What the future implications might be

Is it medically assisted death or is it disposal of people with mental illness and no resources? The Globe and Mail:

Canada will have one of the most liberal euthanasia laws in the world, joining only a few other countries that allow assisted dying for mental illness.

It will be the most controversial expansion of MAID since a Supreme Court ruling led the federal government to legalize euthanasia in 2016. At that time, MAID was only for patients with a foreseeable death, but Parliament – with Bill C-7 – removed that requirement in 2021.

The original version of the bill did not allow assisted death for patients with mental disorders as a sole condition because, the government said at the time, there were outstanding questions about how illnesses such as depression could be safely included, and what the future implications might be.
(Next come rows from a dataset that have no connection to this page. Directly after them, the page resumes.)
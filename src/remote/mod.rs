//! Client for the spreadsheet/calendar-backed script endpoint.

pub mod client;
pub mod models;

pub use client::RemoteClient;
pub use models::RemoteRecord;
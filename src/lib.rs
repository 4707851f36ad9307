pub mod commands;
pub mod config;
pub mod error;
pub mod google;
pub mod ical;
pub mod keyring;
pub mod platform;
pub mod records;
pub mod remote;
pub mod repository;
pub mod store;
pub mod utils;

use clap::ValueEnum;
use serde::Serialize;

#[derive(Clone, Copy, ValueEnum, Debug, Default, Serialize)]
pub enum OutputFormat {
    #[default]
    Text,
    Json,
}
The Senate disagreed, removing that exclusion before the bill passed, but with one caveat: Parliament would study the issue for two years before any of those patients could receive MAID.

With four months to go, there is still no consensus in the mental health community – and, in fact, doctors remain deeply divided. There are no finalized national standards, no transparent review process in place to watch for mistakes, and hospitals are still figuring out how they would implement the change.

Toronto’s Centre for Addiction and Mental Health (CAMH), Canada’s largest psychiatric teaching hospital, has said that assisted dying shouldn’t expand without more study. And the Canadian Mental Heath Association has raised serious concerns about expanding MAID without first increasing mental health care funding. In Quebec, after public consultations, a legislative committee has recommended against the province expanding MAID to mental illness at all.

I don’t know what I think about this. It’s very thorny. Is it just brutally disposing of people who don’t fit in well enough or aren’t useful enough? Or is it humanely helping people for whom living is a misery?

Expert dissension, a law without clarity, the arbitrary legislative finish line – all of this would be worrisome, even in normal times. But Bill C-7 passed before the full consequences of COVID-19 were known, before the pandemic ripped through the health care system and left it in tatters.

The law requires patients asking for MAID to be informed of possible treatment options that might alleviate their suffering. But this assumes those are readily available. Instead, wait times to see mental health clinicians have only increased.

Psychotherapy, a recommended treatment for most mental disorders, remains too expensive for many Canadians. In Toronto alone, an estimated 16,000 people are waiting for supportive housing for mental illness and addiction.

In Ontario, nearly 6,000 patients with the most severe mental disorders are on a years-long list for specialist community-based care.

So it becomes a resources issue, a money issue, which is surely a very bad reason to help people kill themselves. Then again there’s still the issue of people whose lives are nothing but misery.

The rising cost of rent and foodis also taking a particular toll on people with chronic mental illness, who are often already the poorest in society – and the very candidates who will qualify for assisted dying under the new law.

Assisted dying for people who can’t afford the rent…no that doesn’t sound good at all.